A velha é a República. O papel de mendigo é representado pelos meias, pontas e laterais esquerdos e direitos, centro-médios e avantes em quaisquer esquemas táticos reinados ou reinantes, dentro e fora de campo, profissionais na privatização do gol contra e amadores na estatização da defesa exposta às bolas nas costas de duzentos milhões de frangueiros involuntários da pátria.

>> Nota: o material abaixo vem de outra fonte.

//! Cloud job polling: rebuild a job's text from the provider's paginated results.
//!
//! Every call starts from an empty [`Job`] and walks the result pages from
//! the first token, so concurrent polls of the same job id never share state.

use crate::cloud::{CloudOcrProvider, DetectionPage};
use crate::error::PdfTextError;
use crate::output::{ExtractionMethod, ExtractionResult, JobStatus, PageText};
use std::collections::BTreeMap;
use std::sync::Arc;
use std::time::{Duration, Instant};
use tracing::{debug, info, warn};

/// Job state re-derived from one pass over the provider's results.
#[derive(Debug, Clone, PartialEq, Eq)]
pub struct Job {
    pub job_id: String,
    pub status: JobStatus,
    /// Lines per page, in the order the provider returned them.
    pub collected_pages: BTreeMap<usize, Vec<String>>,
    /// Page count of the source document as reported by the provider.
    pub reported_pages: Option<usize>,
}

impl Job {
    pub fn new(job_id: impl Into<String>) -> Self {
        Self {
            job_id: job_id.into(),
            status: JobStatus::InProgress,
            collected_pages: BTreeMap::new(),
            reported_pages: None,
        }
    }

    /// Fold one response page into the job. Lines without a page number, or
    /// numbered 0, are attributed to page 1.
    pub fn absorb(&mut self, page: DetectionPage) {
        self.status = page.status;
        if let Some(n) = page.document_pages {
            self.reported_pages = Some(n);
        }
        for line in page.lines {
            self.collected_pages
                .entry(line.page.filter(|&p| p > 0).unwrap_or(1))
                .or_default()
                .push(line.text);
        }
    }

    /// Assemble the caller-facing result.
    ///
    /// Only usable statuses carry text; an in-progress or failed job returns
    /// no pages and a zero page count alongside its status.
    pub fn into_result(self) -> ExtractionResult {
        let mut result = ExtractionResult::unextracted(ExtractionMethod::CloudOcr);
        result.status = Some(self.status);
        result.job_id = Some(self.job_id);

        if !self.status.is_usable() {
            return result;
        }

        let pages: Vec<PageText> = self
            .collected_pages
            .into_iter()
            .map(|(page, lines)| PageText::new(page, lines.join(" ").trim()))
            .collect();
        result.success = true;
        result.total_pages = self.reported_pages.unwrap_or(pages.len()).max(pages.len());
        result.pages = pages;
        result
    }
}

/// Walks a provider job's paginated results.
pub struct CloudJobPoller {
    provider: Arc<dyn CloudOcrProvider>,
    page_size: i32,
    max_iterations: usize,
    timeout: Option<Duration>,
}

impl CloudJobPoller {
    pub fn new(
        provider: Arc<dyn CloudOcrProvider>,
        page_size: i32,
        max_iterations: usize,
        timeout: Option<Duration>,
    ) -> Self {
        Self {
            provider,
            page_size,
            max_iterations,
            timeout,
        }
    }

    /// Fetch the current state of `job_id`.
    ///
    /// Follows `next_token` until the provider stops returning one. Hitting
    /// the iteration bound or the deadline is not an error: whatever was
    /// collected so far is returned.
    ///
    /// # Errors
    /// - [`PdfTextError::InvalidJobId`] for an empty id
    /// - [`PdfTextError::CloudPollFailed`] when a provider call fails
    pub async fn poll(&self, job_id: &str) -> Result<Job, PdfTextError> {
        let job_id = job_id.trim();
        if job_id.is_empty() {
            return Err(PdfTextError::InvalidJobId);
        }

        let started = Instant::now();
        let mut job = Job::new(job_id);
        let mut next_token: Option<String> = None;
        let mut iterations = 0usize;

        loop {
            if iterations >= self.max_iterations {
                warn!(
                    job_id,
                    iterations,
                    "PollingExhausted: provider kept paginating; returning partial result"
                );
                break;
            }
            if self.timeout.is_some_and(|t| started.elapsed() >= t) {
                warn!(
                    job_id,
                    iterations,
                    "Poll deadline reached; returning partial result"
                );
                break;
            }

            let page = self
                .provider
                .get_text_detection(job_id, next_token.as_deref(), self.page_size)
                .await
                .map_err(|e| match e {
                    e @ PdfTextError::CloudPollFailed { .. } => e,
                    other => PdfTextError::CloudPollFailed {
                        job_id: job_id.to_string(),
                        detail: other.to_string(),
                    },
                })?;
            iterations += 1;

            next_token = page.next_token.clone();
            debug!(
                "Job {}: response {} with {} lines ({})",
                job_id,
                iterations,
                page.lines.len(),
                page.status
            );
            job.absorb(page);

            if next_token.is_none() {
                break;
            }
        }

        info!(
            "Job {} is {} ({} pages collected)",
            job_id,
            job.status,
            job.collected_pages.len()
        );
        Ok(job)
    }

    /// [`poll`](Self::poll) and convert straight to an [`ExtractionResult`].
    pub async fn poll_result(&self, job_id: &str) -> Result<ExtractionResult, PdfTextError> {
        Ok(self.poll(job_id).await?.into_result())
    }
}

Parece que existe um imposto invisível rondando a lucidez nacional, isento de responsabilidade com a história contemporânea, cobrado pelo quarto – onde as coisas acontecem – poder, impondo à palavra um desconto de 50%, pelo menos, sobre a circulação da verdade bruta. Assim não há liquidez que garanta boa produtividade na próxima safra de grãos, ou melhor, cidadãos, neste caso. A diferença entre os dois é que os vegetais são considerados em toneladas e os humanos são simplesmente desconsiderados pelas estatísticas oficiais. A não ser que resolvam atravessar o Dilúvio só para dizer que a RBS mente. O que, convenhamos, não acontece todo dia.

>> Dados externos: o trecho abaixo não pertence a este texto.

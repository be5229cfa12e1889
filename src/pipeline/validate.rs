//! Input validation: the gate every buffer passes before any strategy runs.
//!
//! Validation is pure: no I/O, no logging side effects beyond a debug line.
//! A successful check yields a [`ValidatedPdf`], the only input type the
//! strategies accept, so an unchecked buffer cannot reach them.

use crate::error::PdfTextError;
use std::sync::Arc;
use tracing::debug;

/// The only content type accepted for uploads.
pub const PDF_CONTENT_TYPE: &str = "application/pdf";

/// A PDF buffer that passed validation.
///
/// Cloning is cheap (shared `Arc<[u8]>`), which lets a strategy move the
/// bytes into a blocking task without copying 50 MB.
#[derive(Clone)]
pub struct ValidatedPdf {
    bytes: Arc<[u8]>,
}

impl ValidatedPdf {
    pub fn bytes(&self) -> &[u8] {
        &self.bytes
    }

    pub fn shared(&self) -> Arc<[u8]> {
        Arc::clone(&self.bytes)
    }

    pub fn len(&self) -> usize {
        self.bytes.len()
    }

    pub fn is_empty(&self) -> bool {
        self.bytes.is_empty()
    }
}

impl std::fmt::Debug for ValidatedPdf {
    fn fmt(&self, f: &mut std::fmt::Formatter<'_>) -> std::fmt::Result {
        f.debug_struct("ValidatedPdf")
            .field("len", &self.bytes.len())
            .finish()
    }
}

/// An upload as it arrives from a transport layer: maybe a body, maybe a
/// declared content type.
#[derive(Debug, Clone, Default)]
pub struct Upload {
    pub bytes: Option<Vec<u8>>,
    pub content_type: Option<String>,
}

impl Upload {
    pub fn pdf(bytes: impl Into<Vec<u8>>) -> Self {
        Self {
            bytes: Some(bytes.into()),
            content_type: Some(PDF_CONTENT_TYPE.to_string()),
        }
    }
}

/// Enforce the size ceiling on a byte buffer.
pub fn validate_bytes(bytes: &[u8], max_bytes: usize) -> Result<ValidatedPdf, PdfTextError> {
    if bytes.len() > max_bytes {
        return Err(PdfTextError::PayloadTooLarge {
            actual: bytes.len(),
            max: max_bytes,
        });
    }
    debug!("Validated input: {} bytes (limit {})", bytes.len(), max_bytes);
    Ok(ValidatedPdf {
        bytes: Arc::from(bytes),
    })
}

/// Validate an upload: it must carry a body, any declared content type must
/// be `application/pdf`, and the body must fit the size ceiling.
pub fn validate_upload(upload: Upload, max_bytes: usize) -> Result<ValidatedPdf, PdfTextError> {
    if let Some(ref ct) = upload.content_type {
        let essence = ct.split(';').next().unwrap_or_default().trim();
        if !essence.eq_ignore_ascii_case(PDF_CONTENT_TYPE) {
            return Err(PdfTextError::InvalidInputType {
                found: format!("content type '{}'", ct),
            });
        }
    }

    let bytes = upload.bytes.ok_or_else(|| PdfTextError::InvalidInputType {
        found: "no file body".to_string(),
    })?;

    if bytes.len() > max_bytes {
        return Err(PdfTextError::PayloadTooLarge {
            actual: bytes.len(),
            max: max_bytes,
        });
    }
    Ok(ValidatedPdf {
        bytes: Arc::from(bytes),
    })
}

#[cfg(test)]
mod tests {
    use super::*;
    use tokio_test::{assert_err, assert_ok};

    #[test]
    fn accepts_buffer_at_limit() {
        let buf = vec![0u8; 64];
        let pdf = assert_ok!(validate_bytes(&buf, 64));
        assert_eq!(pdf.len(), 64);
    }

    #[test]
    fn rejects_buffer_over_limit_with_sizes() {
        let buf = vec![0u8; 65];
        match validate_bytes(&buf, 64) {
            Err(PdfTextError::PayloadTooLarge { actual, max }) => {
                assert_eq!(actual, 65);
                assert_eq!(max, 64);
            }
            other => panic!("expected PayloadTooLarge, got {other:?}"),
        }
    }

    #[test]
    fn upload_without_body_is_invalid_type() {
        let upload = Upload {
            bytes: None,
            content_type: None,
        };
        let err = assert_err!(validate_upload(upload, 1024));
        assert!(matches!(err, PdfTextError::InvalidInputType { .. }));
    }

    #[test]
    fn upload_with_wrong_content_type_is_invalid_type() {
        let upload = Upload {
            bytes: Some(b"%PDF-1.7".to_vec()),
            content_type: Some("text/plain".into()),
        };
        let err = assert_err!(validate_upload(upload, 1024));
        assert!(err.to_string().contains("text/plain"));
    }

    #[test]
    fn upload_content_type_parameters_are_ignored() {
        let upload = Upload {
            bytes: Some(b"%PDF-1.7".to_vec()),
            content_type: Some("Application/PDF; charset=binary".into()),
        };
        assert_ok!(validate_upload(upload, 1024));
    }

    #[test]
    fn upload_over_limit_is_too_large() {
        let err = assert_err!(validate_upload(Upload::pdf(vec![1u8; 10]), 9));
        assert!(matches!(err, PdfTextError::PayloadTooLarge { .. }));
    }

    #[test]
    fn validated_pdf_shares_bytes() {
        let pdf = validate_bytes(b"%PDF", 10).unwrap();
        let a = pdf.shared();
        let b = pdf.clone().shared();
        assert!(Arc::ptr_eq(&a, &b));
    }
}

Não conheço todos os lados do que ocorreu em Porto Alegre. Mas um só não basta para ser Verissimo. Tem o lado da Ipiranga e o daquela travessa atrás da sede da Zero Hora. Além disso, tem o lado de cima, o lá de baixo, o lado de fora e o lá de dentro. De cada um destes pontos de vista a verdade é vista de um jeito. Para uns mostra a cara. Para outros, mostra a bunda. O que não é mostrado pode se tornar o mais eloqüente discurso contra ou a favor de uma causa. Ou da cauda da causa. Depende da parte que se vê, da que só pode ser imaginada e da que sobra na panela. A sopa de pedra, na verdade, não leva pedra. É só pretexto para encher a barriga com a curiosidade e a boa fé pública. Se a verdade em todas as dimensões é arquivo protegido, quem tem a senha e não abre a porta aos que vêm tropeçando nas pedras drummondíacas espalhadas pelo caminho escolhe a ideologia que pratica. Ainda que seja refém inocente da ingenuidade perigosa. Mais conhecida como burrice.

Desculpe, sei que não sou o dono da verdade. Sou apenas um acionista minoritário e quero minha cópia, ou minha culpa, do balanço patrimonial. Ou peço encarecidamente. Ou sugiro humildemente. Ou, ainda, envio ofício ao Observatório da Imprensa reclamando – no bom sentido – a falta do verbo faminto de sopa sem pedras e danos ao organismo.